2) Is this true of Android tablets?

and let me know what else I should consider when choosing between the two.
I have a Nexus 7 2012 which I think is good, but the screen is smaller than iPad. So hypothetically if someone wanted to get an iPad, rather than suggesting a Nexus 7 2013, I would suggest a Nexus 10, right?


----------



## Tom Bombadildo (Mar 8, 2014)

Android has never needed to connect to a PC to activate it.

Apple has stopped using the "Connect to PC" method as well, now you just have to connect to Wifi and login/create an Apple ID.

If someone wanted a 10" tablet, then I would recommend the Nexus 10 over a majority of iPads simply because it's cheaper, has better customization options, and (IIRC) better hardware as well.


----------



## zeello (Mar 8, 2014)

I'm glad Apple got rid of the connect to PC step...

That puts iPad and Android on equal footing in any case. But I just today realized that iPad might be better to go with because of Game Center, considering it's for my dad, and he played a lot of online bridge on PC. Does this make sense?


----------



## Super.Nova (Mar 8, 2014)

It's hard to sum why Android is better than iOS but it sure is easy to choose.
As for a good option, a Nexus 10 is the best you could choose for someone who's not gonna spend time tinkering with the system.

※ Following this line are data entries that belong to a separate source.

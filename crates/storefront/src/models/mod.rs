//! Domain models for the storefront.
//!
//! Plain data records. Behavior over them lives in [`crate::cart`],
//! [`crate::catalog`], [`crate::checkout`] and [`crate::session`].

pub mod cart_item;
pub mod order;
pub mod preferences;
pub mod product;
pub mod user;

pub use cart_item::CartItem;
pub use order::Order;
pub use preferences::NotificationPreferences;
pub use product::{Category, Product, Promotion};
pub use user::{Address, NewUser, User};
//! Integration tests for the checkout flow.
//!
//! Run with: cargo test -p encantado-integration-tests

#![allow(clippy::unwrap_used, clippy::indexing_slicing)]

use rust_decimal::Decimal;

use encantado_core::PaymentMethod;
use encantado_integration_tests::{DEMO_EMAIL, line, password, session};
use encantado_storefront::checkout::{Checkout, CheckoutError, CheckoutStep};
use encantado_storefront::{SessionStore, StorefrontError};

fn logged_in_with_cart(price: i64, quantity: u32) -> SessionStore {
    let mut session = session();
    session.login(DEMO_EMAIL, &password("")).unwrap();
    session.add_to_cart(line("1", price, quantity));
    session
}

/// Fill shipping from the account and advance to payment.
fn to_payment(session: &SessionStore) -> Checkout {
    let mut checkout = Checkout::start(session).unwrap();
    let user = session.user().unwrap();
    let shipping = checkout.shipping_mut();
    shipping.fill_address(user.primary_address().unwrap());
    shipping.phone = user.phone.clone().unwrap();
    assert_eq!(checkout.advance().unwrap(), CheckoutStep::Payment);
    checkout
}

#[test]
fn test_pix_checkout_end_to_end() {
    let mut session = logged_in_with_cart(30, 2);
    let mut checkout = to_payment(&session);

    checkout.payment_mut().method = Some(PaymentMethod::Pix);
    assert_eq!(checkout.advance().unwrap(), CheckoutStep::Review);
    checkout.set_notes("  Entregar após 18h ");

    let confirmation = checkout.place_order(&mut session).unwrap();

    assert_eq!(checkout.step(), CheckoutStep::Confirmed);
    assert_eq!(confirmation.summary.subtotal.amount, Decimal::new(60, 0));
    assert_eq!(confirmation.summary.shipping.amount, Decimal::new(1590, 2));
    assert_eq!(confirmation.summary.total.to_string(), "R$ 75,90");
    assert_eq!(confirmation.discount.to_string(), "R$ 3,80");
    assert_eq!(confirmation.amount_due.to_string(), "R$ 72,10");
    assert_eq!(confirmation.card_last_four, None);
    assert_eq!(confirmation.ship_to.city, "São Paulo");
    assert_eq!(confirmation.notes.as_deref(), Some("Entregar após 18h"));

    // Cart cleared, history untouched
    assert!(session.cart().is_empty());
    assert_eq!(session.order_history().unwrap().len(), 2);
}

#[test]
fn test_pix_discount_on_free_shipping_order() {
    let mut session = logged_in_with_cart(100, 2);
    let mut checkout = to_payment(&session);
    checkout.payment_mut().method = Some(PaymentMethod::Pix);
    checkout.advance().unwrap();

    let confirmation = checkout.place_order(&mut session).unwrap();
    assert_eq!(confirmation.summary.total.to_string(), "R$ 200,00");
    assert_eq!(confirmation.discount.to_string(), "R$ 10,00");
    assert_eq!(confirmation.amount_due.to_string(), "R$ 190,00");
}

#[test]
fn test_forms_edited_at_review_are_checked_again() {
    let mut session = logged_in_with_cart(40, 1);
    let mut checkout = to_payment(&session);
    checkout.payment_mut().method = Some(PaymentMethod::Pix);
    assert_eq!(checkout.advance().unwrap(), CheckoutStep::Review);

    checkout.payment_mut().method = Some(PaymentMethod::CreditCard);
    checkout.shipping_mut().street.clear();

    let err = checkout.place_order(&mut session).unwrap_err();
    assert_eq!(err, CheckoutError::MissingShippingFields(vec!["street"]));
    assert_eq!(session.item_count(), 1);

    checkout.shipping_mut().street = "Rua das Flores".to_string();
    assert!(matches!(
        checkout.place_order(&mut session),
        Err(CheckoutError::MissingCardFields(_))
    ));
    assert_eq!(checkout.step(), CheckoutStep::Review);
    assert_eq!(session.item_count(), 1);
}

#[test]
fn test_free_shipping_at_threshold() {
    let mut session = logged_in_with_cart(50, 2);
    let mut checkout = to_payment(&session);
    checkout.payment_mut().method = Some(PaymentMethod::Boleto);
    checkout.advance().unwrap();

    let confirmation = checkout.place_order(&mut session).unwrap();
    assert!(confirmation.summary.is_free_shipping());
    assert_eq!(confirmation.summary.total.amount, Decimal::new(100, 0));
    assert_eq!(confirmation.amount_due, confirmation.summary.total);
}

#[test]
fn test_credit_card_requires_all_fields() {
    let mut session = logged_in_with_cart(120, 1);
    let mut checkout = to_payment(&session);
    checkout.payment_mut().method = Some(PaymentMethod::CreditCard);

    let err = checkout.advance().unwrap_err();
    assert_eq!(
        err,
        CheckoutError::MissingCardFields(vec![
            "card_number",
            "card_name",
            "card_expiry",
            "card_cvv"
        ])
    );
    assert_eq!(
        StorefrontError::from(err).user_message(),
        "Por favor, preencha todos os dados do cartão"
    );
    assert_eq!(checkout.step(), CheckoutStep::Payment);

    let card = &mut checkout.payment_mut().card;
    card.number = Some("4111 1111 1111 1234".to_string().into());
    card.holder_name = "ANA SILVA".to_string();
    card.expiry = "12/27".to_string();
    card.cvv = Some("123".to_string().into());
    assert_eq!(checkout.advance().unwrap(), CheckoutStep::Review);

    let confirmation = checkout.place_order(&mut session).unwrap();
    assert_eq!(confirmation.card_last_four.as_deref(), Some("1234"));
}

#[test]
fn test_guest_blank_shipping_refuses_to_advance() {
    let mut session = session();
    session.add_to_cart(line("3", 32, 1));
    let mut checkout = Checkout::start(&session).unwrap();

    let err = checkout.advance().unwrap_err();
    let CheckoutError::MissingShippingFields(missing) = &err else {
        panic!("unexpected error: {err}");
    };
    assert_eq!(missing.len(), 9);
    assert_eq!(checkout.step(), CheckoutStep::Shipping);
    assert_eq!(
        StorefrontError::from(err).user_message(),
        "Por favor, preencha todos os campos de entrega"
    );
}

#[test]
fn test_missing_payment_method() {
    let session = logged_in_with_cart(10, 1);
    let mut checkout = to_payment(&session);
    assert_eq!(
        checkout.advance().unwrap_err(),
        CheckoutError::MissingPaymentMethod
    );
}

#[test]
fn test_place_order_only_from_review() {
    let mut session = logged_in_with_cart(10, 1);
    let mut checkout = to_payment(&session);
    assert_eq!(
        checkout.place_order(&mut session).unwrap_err(),
        CheckoutError::WrongStep(CheckoutStep::Payment)
    );
    assert_eq!(session.item_count(), 1);
}

#[test]
fn test_back_keeps_entered_data() {
    let session = logged_in_with_cart(10, 1);
    let mut checkout = to_payment(&session);
    checkout.payment_mut().method = Some(PaymentMethod::Pix);
    checkout.advance().unwrap();

    checkout.back();
    checkout.back();
    assert_eq!(checkout.step(), CheckoutStep::Shipping);
    assert_eq!(checkout.shipping().street, "Rua das Flores");
    assert_eq!(checkout.payment().method, Some(PaymentMethod::Pix));
}

#[test]
fn test_emptied_cart_cannot_be_placed() {
    let mut session = logged_in_with_cart(10, 1);
    let mut checkout = to_payment(&session);
    checkout.payment_mut().method = Some(PaymentMethod::Pix);
    checkout.advance().unwrap();

    session.clear_cart();
    assert_eq!(
        checkout.place_order(&mut session).unwrap_err(),
        CheckoutError::EmptyCart
    );
}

As for gaming, Android has its gaming hub, too, to save and sync data over multiple devices.
It's true not all applications/games support this but a great if not all number of social games do.


----------



## zeello (Mar 8, 2014)

Super.Nova said:


> It's hard to sum why Android is better than iOS but it sure is easy to choose.


wait wait... so you're saying Android is straight up better?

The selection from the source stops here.